Sunday, May 14, 2006

HAPPY MOTHER'S WEEKEND

I found out that yesterday was Birthmother's day. With Today being Mother's day, I figured I would make a weekend thing of it. This weekend is dedicated to all the women in the world who are mothers. I got this line from a email that I received. "At Every Child's Birth, A Mother Is Born." So true. This email also included a poem. I will post that as well. Along my search I have met many many wonderful people. To them and my family especially my Mom, I wish you the very best weekend filled with life, love and joy. I wish you peace and love. I also wish you happiness.

Today we are celebrating and honoring birthmothers - mothers who are
accounted for by anonymous statistics, secrecy and silence. Mothers whose stories are part of the unrecorded history of women. Their motherhood was regarded as a mistake to be hidden, and their children were sent away and made strangers..

Not every birthmother was unmarried at the time she lost her child, and some who have more recently surrendered their childen may be less burdened by the secrecy of the past.

But we all have experienced the loss of our children.

Yet, in the national celebration of Mother's Day we will not be named or remembered. As mothers of relinquished sons and daughters, out motherhood is ignored by our families, the community and even by some of those who recieved their children through our loss.

For the most of us, it has been a day of invisibility, isolation and hidden grief.

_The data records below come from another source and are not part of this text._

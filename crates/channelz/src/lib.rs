//! In-process channel observability.
//!
//! Every channel, subchannel, server, listen socket and socket that opts in
//! gets a node in a process-wide registry. Nodes carry call or stream
//! counters, a bounded trace of notable events, and any number of attached
//! data sources. The registry answers two query surfaces:
//!
//! - the legacy JSON queries ([`get_top_channels`], [`get_channel`],
//!   [`get_server_sockets`], ...), one string reply per call;
//! - the structured v2 surface ([`get_entity`], [`query_entities`]), also
//!   reachable over framed JSON through [`serve_frame`].
//!
//! ```rust,no_run
//! use channelz::{ChannelNode, DEFAULT_TRACE_MEMORY, get_top_channels};
//!
//! let channel = ChannelNode::new("dns:///svc.example", DEFAULT_TRACE_MEMORY, false);
//! channel.record_call_started();
//! println!("{}", get_top_channels(0).unwrap_or_default());
//! ```
//!
//! Nodes are created through their handles and disappear from every query
//! once the last handle (or attached data source) is dropped.

pub use channelz_runtime::*;
pub use channelz_types::*;

pub use channelz_runtime::TraceEvent;
pub use channelz_types::TraceEvent as EntityTraceEvent;

pub mod wire {
    pub use channelz_wire::*;
}

use channelz_wire::{EntityPage, ErrorReply, Reply, Request, WireError};
use tracing::debug;

/// Answers one v2 request. Failures become [`Reply::Error`], never a panic.
pub fn handle_request(request: &Request) -> Reply {
    let result = match request {
        Request::GetEntity(req) => get_entity(req.id).map(Reply::Entity),
        Request::QueryEntities(req) => query_entities(req.kind, req.start)
            .map(|(entities, end)| Reply::Page(EntityPage { entities, end })),
    };
    result.unwrap_or_else(|err| {
        debug!(kind = err.kind(), %err, "channelz request failed");
        Reply::Error(ErrorReply {
            kind: err.kind().to_owned(),
            message: err.to_string(),
        })
    })
}

/// Decodes one request frame and encodes the reply frame.
pub fn serve_frame(frame: &[u8]) -> Result<Vec<u8>, WireError> {
    let request = channelz_wire::decode_request(frame)?;
    channelz_wire::encode_reply(&handle_request(&request))
}
use facet::Facet;
use figue as args;
use std::time::{Duration, Instant};

mod topology;

use topology::Topology;

type AnyResult<T> = Result<T, String>;

#[derive(Facet, Debug)]
struct Cli {
    #[facet(flatten)]
    builtins: args::FigueBuiltins,
    /// Number of top-level channels to create.
    #[facet(args::named, default)]
    channels: Option<usize>,
    /// Per-node trace budget in bytes.
    #[facet(args::named, default)]
    trace_memory: Option<i64>,
    /// Print the strict form, without `additionalInfo`.
    #[facet(args::named, default)]
    strict: bool,
    /// Also print the structured entity records.
    #[facet(args::named, default)]
    entities: bool,
}

const DEFAULT_CHANNELS: usize = 2;
// Client socket ports are derived from the channel index.
const MAX_CHANNELS: usize = 1000;

#[tokio::main]
async fn main() {
    if let Err(err) = run().await {
        eprintln!("{err}");
        std::process::exit(1);
    }
}

async fn run() -> AnyResult<()> {
    let cli = parse_cli()?;

    tracing_subscriber::fmt()
        .with_env_filter(
            tracing_subscriber::EnvFilter::try_from_default_env()
                .unwrap_or_else(|_| tracing_subscriber::EnvFilter::new("info")),
        )
        .init();

    let mut channel_args = channelz::ChannelArgs::new();
    if let Some(bytes) = cli.trace_memory {
        channel_args = channel_args.set(channelz::MAX_CHANNEL_TRACE_EVENT_MEMORY_PER_NODE, bytes);
    }
    let topology = Topology::build(cli.channel_count()?, &channel_args)?;

    print_query("get_top_channels(0)", channelz::get_top_channels(0), cli.strict);
    print_query("get_servers(0)", channelz::get_servers(0), cli.strict);
    for (label, id) in topology.ids() {
        match label {
            "channel" => print_query(
                &format!("get_channel({id})"),
                channelz::get_channel(id),
                cli.strict,
            ),
            "subchannel" => print_query(
                &format!("get_subchannel({id})"),
                channelz::get_subchannel(id),
                cli.strict,
            ),
            "server" => {
                print_query(&format!("get_server({id})"), channelz::get_server(id), cli.strict);
                print_query(
                    &format!("get_server_sockets({id}, 0)"),
                    channelz::get_server_sockets(id, 0),
                    cli.strict,
                );
            }
            _ => print_query(&format!("get_socket({id})"), channelz::get_socket(id), cli.strict),
        }
    }

    if cli.entities {
        let (entities, end) = channelz::query_entities(None, 0).map_err(|e| e.to_string())?;
        for entity in &entities {
            let json = facet_json::to_string(entity).map_err(|e| e.to_string())?;
            println!("entity {}: {json}", entity.id);
        }
        println!("entities end={end}");
    }

    let result = topology
        .run_ztrace(Instant::now() + Duration::from_millis(500))
        .await?;
    println!("ztrace: {result}");

    topology.shutdown();
    print_query("get_top_channels(0) after shutdown", channelz::get_top_channels(0), cli.strict);
    Ok(())
}

fn parse_cli() -> AnyResult<Cli> {
    let config = args::builder::<Cli>()
        .map_err(|e| format!("channelz-examples options are malformed: {e}"))?
        .cli(|cli| cli.strict())
        .help(|help| {
            help.program_name(env!("CARGO_PKG_NAME"))
                .description("Build a small channel topology and print every channelz query")
                .version(env!("CARGO_PKG_VERSION"))
        })
        .build();

    let parsed = args::Driver::new(config)
        .run()
        .into_result()
        .map_err(|e| e.to_string())?;
    Ok(parsed.value)
}

impl Cli {
    fn channel_count(&self) -> AnyResult<usize> {
        match self.channels.unwrap_or(DEFAULT_CHANNELS) {
            0 => Err("--channels must be at least 1".to_owned()),
            count if count > MAX_CHANNELS => {
                Err(format!("--channels is capped at {MAX_CHANNELS}, got {count}"))
            }
            count => Ok(count),
        }
    }
}

fn print_query(label: &str, result: Result<String, channelz::ChannelzError>, strict: bool) {
    let text = match result {
        Ok(text) if strict => match serde_json::from_str(&text) {
            Ok(mut json) => {
                channelz::strip_additional_info(&mut json);
                json.to_string()
            }
            Err(_) => text,
        },
        other => channelz::query_result_json(other),
    };
    println!("{label}: {text}");
}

Several years ago a group of birthmothers from the Children's Home Society birthparent support groupd decided to change that isolation. We decided to celebrate our otherhood, a celebration denied to most of us at the time of our child's birth.

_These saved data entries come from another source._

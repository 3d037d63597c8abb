use channelz_types::{PropertyList, Timestamp};
use core::sync::atomic::{AtomicU64, Ordering};

use crate::clock::{cycle_now, cycle_to_timestamp};

/// Call outcome counters shared by channels, subchannels and servers.
///
/// Counters only ever grow. A rendered snapshot may observe the three
/// counters out of step by the number of in-flight record calls.
#[derive(Debug, Default)]
pub struct CallCounters {
    calls_started: AtomicU64,
    calls_failed: AtomicU64,
    calls_succeeded: AtomicU64,
    last_call_started_cycle: AtomicU64,
}

#[derive(Clone, Copy, Debug, Default, PartialEq, Eq)]
pub struct CallCounts {
    pub calls_started: u64,
    pub calls_failed: u64,
    pub calls_succeeded: u64,
    pub last_call_started: Option<Timestamp>,
}

impl CallCounters {
    pub fn new() -> Self {
        Self::default()
    }

    pub fn record_call_started(&self) {
        record_stamp(&self.last_call_started_cycle);
        self.calls_started.fetch_add(1, Ordering::Relaxed);
    }

    pub fn record_call_failed(&self) {
        self.calls_failed.fetch_add(1, Ordering::Relaxed);
    }

    pub fn record_call_succeeded(&self) {
        self.calls_succeeded.fetch_add(1, Ordering::Relaxed);
    }

    /// Wall-clock time of the most recent `record_call_started`.
    pub fn last_call_started_time(&self) -> Option<Timestamp> {
        stamp(&self.last_call_started_cycle)
    }

    pub fn snapshot(&self) -> CallCounts {
        CallCounts {
            calls_started: self.calls_started.load(Ordering::Relaxed),
            calls_failed: self.calls_failed.load(Ordering::Relaxed),
            calls_succeeded: self.calls_succeeded.load(Ordering::Relaxed),
            last_call_started: self.last_call_started_time(),
        }
    }
}

impl CallCounts {
    pub(crate) fn to_properties(self) -> PropertyList {
        PropertyList::new()
            .set("calls_started", self.calls_started)
            .set("calls_failed", self.calls_failed)
            .set("calls_succeeded", self.calls_succeeded)
            .set_optional("last_call_started_timestamp", self.last_call_started)
    }
}

/// Stream, message and keepalive counters carried by socket nodes.
#[derive(Debug, Default)]
pub struct SocketCounters {
    streams_started: AtomicU64,
    streams_succeeded: AtomicU64,
    streams_failed: AtomicU64,
    messages_sent: AtomicU64,
    messages_received: AtomicU64,
    keepalives_sent: AtomicU64,
    last_local_stream_created_cycle: AtomicU64,
    last_remote_stream_created_cycle: AtomicU64,
    last_message_sent_cycle: AtomicU64,
    last_message_received_cycle: AtomicU64,
}

#[derive(Clone, Copy, Debug, Default, PartialEq, Eq)]
pub struct SocketCounts {
    pub streams_started: u64,
    pub streams_succeeded: u64,
    pub streams_failed: u64,
    pub messages_sent: u64,
    pub messages_received: u64,
    pub keepalives_sent: u64,
    pub last_local_stream_created: Option<Timestamp>,
    pub last_remote_stream_created: Option<Timestamp>,
    pub last_message_sent: Option<Timestamp>,
    pub last_message_received: Option<Timestamp>,
}

fn stamp(cycle: &AtomicU64) -> Option<Timestamp> {
    match cycle.load(Ordering::Relaxed) {
        0 => None,
        raw => Some(cycle_to_timestamp(raw)),
    }
}

// Zero marks "never stamped"; a genuine zero reading is nudged to one.
fn record_stamp(cycle: &AtomicU64) {
    cycle.store(cycle_now().max(1), Ordering::Relaxed);
}

impl SocketCounters {
    pub fn new() -> Self {
        Self::default()
    }

    pub fn record_stream_started_from_local(&self) {
        self.streams_started.fetch_add(1, Ordering::Relaxed);
        record_stamp(&self.last_local_stream_created_cycle);
    }

    pub fn record_stream_started_from_remote(&self) {
        self.streams_started.fetch_add(1, Ordering::Relaxed);
        record_stamp(&self.last_remote_stream_created_cycle);
    }

    pub fn record_stream_succeeded(&self) {
        self.streams_succeeded.fetch_add(1, Ordering::Relaxed);
    }

    pub fn record_stream_failed(&self) {
        self.streams_failed.fetch_add(1, Ordering::Relaxed);
    }

    pub fn record_messages_sent(&self, count: u64) {
        if count == 0 {
            return;
        }
        self.messages_sent.fetch_add(count, Ordering::Relaxed);
        record_stamp(&self.last_message_sent_cycle);
    }

    pub fn record_message_received(&self) {
        self.messages_received.fetch_add(1, Ordering::Relaxed);
        record_stamp(&self.last_message_received_cycle);
    }

    pub fn record_keepalive_sent(&self) {
        self.keepalives_sent.fetch_add(1, Ordering::Relaxed);
    }

    pub fn snapshot(&self) -> SocketCounts {
        SocketCounts {
            streams_started: self.streams_started.load(Ordering::Relaxed),
            streams_succeeded: self.streams_succeeded.load(Ordering::Relaxed),
            streams_failed: self.streams_failed.load(Ordering::Relaxed),
            messages_sent: self.messages_sent.load(Ordering::Relaxed),
            messages_received: self.messages_received.load(Ordering::Relaxed),
            keepalives_sent: self.keepalives_sent.load(Ordering::Relaxed),
            last_local_stream_created: stamp(&self.last_local_stream_created_cycle),
            last_remote_stream_created: stamp(&self.last_remote_stream_created_cycle),
            last_message_sent: stamp(&self.last_message_sent_cycle),
            last_message_received: stamp(&self.last_message_received_cycle),
        }
    }
}

impl SocketCounts {
    pub(crate) fn to_properties(self) -> PropertyList {
        PropertyList::new()
            .set("streams_started", self.streams_started)
            .set("streams_succeeded", self.streams_succeeded)
            .set("streams_failed", self.streams_failed)
            .set("messages_sent", self.messages_sent)
            .set("messages_received", self.messages_received)
            .set("keepalives_sent", self.keepalives_sent)
            .set_optional("last_local_stream_created_timestamp", self.last_local_stream_created)
            .set_optional(
                "last_remote_stream_created_timestamp",
                self.last_remote_stream_created,
            )
            .set_optional("last_message_sent_timestamp", self.last_message_sent)
            .set_optional("last_message_received_timestamp", self.last_message_received)
    }
}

We decided to create a day of our own. We claimed the eve of Mother's Day to be our day of recognition. We named it Birthmother's Day. This day seemed especially appropriate because our motherhood comes before and foreshadows the motherhood of another. Our intention was not to detract from those who are parenting children but rather to find a way to include ourselves and our experiences among those who are honored as mothers.

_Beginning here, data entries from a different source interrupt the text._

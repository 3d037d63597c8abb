use serde_json::{Map as JsonMap, Number, Value as JsonValue};
use std::time::{Duration, SystemTime};

use crate::Timestamp;

/// A single value stored in a [`PropertyList`].
#[derive(Clone, Debug, PartialEq)]
pub enum PropertyValue {
    Int(i64),
    Uint(u64),
    Double(f64),
    String(String),
    Bool(bool),
    Timestamp(Timestamp),
    Duration(Duration),
    List(PropertyList),
}

impl PropertyValue {
    pub fn to_json(&self) -> JsonValue {
        match self {
            Self::Int(v) => JsonValue::from(*v),
            Self::Uint(v) => JsonValue::from(*v),
            Self::Double(v) => Number::from_f64(*v).map_or(JsonValue::Null, JsonValue::Number),
            Self::String(v) => JsonValue::String(v.clone()),
            Self::Bool(v) => JsonValue::Bool(*v),
            Self::Timestamp(v) => JsonValue::String(v.to_rfc3339()),
            Self::Duration(v) => JsonValue::String(format_duration(*v)),
            Self::List(v) => v.to_json(),
        }
    }
}

/// Protobuf-style duration text: seconds with a fractional part of 0, 3, 6
/// or 9 digits, suffixed with `s`.
pub fn format_duration(duration: Duration) -> String {
    let secs = duration.as_secs();
    let nanos = duration.subsec_nanos();
    if nanos == 0 {
        format!("{secs}s")
    } else if nanos % 1_000_000 == 0 {
        format!("{secs}.{:03}s", nanos / 1_000_000)
    } else if nanos % 1_000 == 0 {
        format!("{secs}.{:06}s", nanos / 1_000)
    } else {
        format!("{secs}.{nanos:09}s")
    }
}

macro_rules! impl_property_value_from {
    ($($ty:ty => $variant:ident $(as $cast:ty)?),* $(,)?) => {
        $(
            impl From<$ty> for PropertyValue {
                fn from(value: $ty) -> Self {
                    Self::$variant(value $(as $cast)?)
                }
            }
        )*
    };
}

impl_property_value_from! {
    i64 => Int,
    i32 => Int as i64,
    u64 => Uint,
    u32 => Uint as u64,
    usize => Uint as u64,
    f64 => Double,
    bool => Bool,
    String => String,
    Timestamp => Timestamp,
    Duration => Duration,
    PropertyList => List,
}

impl From<&str> for PropertyValue {
    fn from(value: &str) -> Self {
        Self::String(value.to_owned())
    }
}

impl From<SystemTime> for PropertyValue {
    fn from(value: SystemTime) -> Self {
        Self::Timestamp(Timestamp::from(value))
    }
}

/// Ordered string-keyed bundle of values contributed by a data source.
#[derive(Clone, Debug, Default, PartialEq)]
pub struct PropertyList {
    entries: Vec<(String, PropertyValue)>,
}

impl PropertyList {
    pub fn new() -> Self {
        Self::default()
    }

    /// Sets `key`, replacing an existing value in place.
    pub fn set(mut self, key: impl Into<String>, value: impl Into<PropertyValue>) -> Self {
        self.insert(key, value);
        self
    }

    /// Like [`PropertyList::set`], but leaves the list untouched for `None`.
    pub fn set_optional<V: Into<PropertyValue>>(
        self,
        key: impl Into<String>,
        value: Option<V>,
    ) -> Self {
        match value {
            Some(value) => self.set(key, value),
            None => self,
        }
    }

    pub fn insert(&mut self, key: impl Into<String>, value: impl Into<PropertyValue>) {
        let key = key.into();
        let value = value.into();
        match self.entries.iter_mut().find(|(existing, _)| *existing == key) {
            Some((_, slot)) => *slot = value,
            None => self.entries.push((key, value)),
        }
    }

    /// Folds `other` into `self`; keys from `other` win.
    pub fn merge(&mut self, other: PropertyList) {
        for (key, value) in other.entries {
            self.insert(key, value);
        }
    }

    pub fn get(&self, key: &str) -> Option<&PropertyValue> {
        self.entries
            .iter()
            .find(|(existing, _)| existing == key)
            .map(|(_, value)| value)
    }

    pub fn is_empty(&self) -> bool {
        self.entries.is_empty()
    }

    pub fn len(&self) -> usize {
        self.entries.len()
    }

    pub fn iter(&self) -> impl Iterator<Item = (&str, &PropertyValue)> {
        self.entries.iter().map(|(key, value)| (key.as_str(), value))
    }

    pub fn to_json(&self) -> JsonValue {
        let mut object = JsonMap::new();
        for (key, value) in &self.entries {
            object.insert(key.clone(), value.to_json());
        }
        JsonValue::Object(object)
    }
}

We are taking the risk of stepping forward to share our experience. We name ourselves mothers. We break the silence and promote healing and reconciliation. We reconcile with our children, our families, the adoptive parents. Most importantly, we reconcile ourselves.

Breaking the silence!
by Mary Jean Marsh.

On the Eve Of Mother's Day
the Birthmothers have gathered together.
We who lost children
gather to honor one another
and to remember the hard path of this journey.
To those who raise praises
of our unselfishness
and sing the virtuess of adoption-
We say
"Be still and listen."
We ask you to remember what was done to us
in the name of what's best
We are the mothers
for whom there was no welcome
from our families and communities
We are the mothers who were expelled from our schools
and fired from our jobs.
Who were sent away
to strangers or distant relatives-
hidden from view in our parent's house,
and locked up in "Homes"
for the crime of becoming mothers
We are the mothers
who were signed into maternity wards under false names.
who labored alone,
or were drugged for our deliveries-
We were not permitted to see or to hold
our newborn child
because our being was shameful
We are the mothers whose youth or poverty
whose fear and shame
forced our decision
Who signed papters falsely explaned to us
or were handed a pen
within hours of child's birth
We are the family that was dismembered
to make another family possible
We were told our childen were better off with strangers
and would not notice our absence.
Our childless counselors
and the cleibate priests,
and those married with children siad-
"go on with your life." "Forget." "It is best."
"Time will heal." "You will have other children."
And turning away
tehy spoke only of the joy
of those who received our children
as though it was now the only story.

They left us sealed records
and searing memories
we lived in silence and pain so terrible
it stoll our voices.
We lived in silence
so insufferable it has cracked of its own weight
Now we find one another
we find our children
we find ourselves
No longer will we be spoken for
by those who led us to the wilderness
and left us there.
The silence breaks and slowly the world changes.
If things are different now for the new mothers
who join our number-
It is because of what the older sisters suffered,
and the ways it marked and haunted their lives,
and the lives of their children
Losing a child is still a wilderness.
and each mother makes the journey alone.
Today we honor this journey in one another
We reclaim our joy in the birth of our children
We honor our love and our connection to them,
which ink and paper do not sever.
We name ourselves Mothers-
Mothers of sons and daughters
Mothers of mothers and fathers
This day we tell our stories without shame
We honor one another and we honor ourselves saying
Blessed be the Birthmothers! Blessed Be!

To all the wonderful MOMS in my life, May God bless you with all the love you need and want. To my Mom, I love you MOMMA. To my sisters, I love you so very much. To my Mother In Law- Love you too Thanks for all your love and support.

Amy Adoptee
Mother Daughter Sister

1 comment:

34quinn said...

HI , I saw your comment on attila the moms blog. Decided to pop over and have a look.

Nice to meet you.
I am new to blogging , my first post was because of the ups and downs of being an adopted person dealing with the trials and tribulations of reunion stuff.

I will bookmark your site I will certainly learn alot and always happy to learn, help or educate myself.

I deffinately understand their are always 3 sides to every adoption story.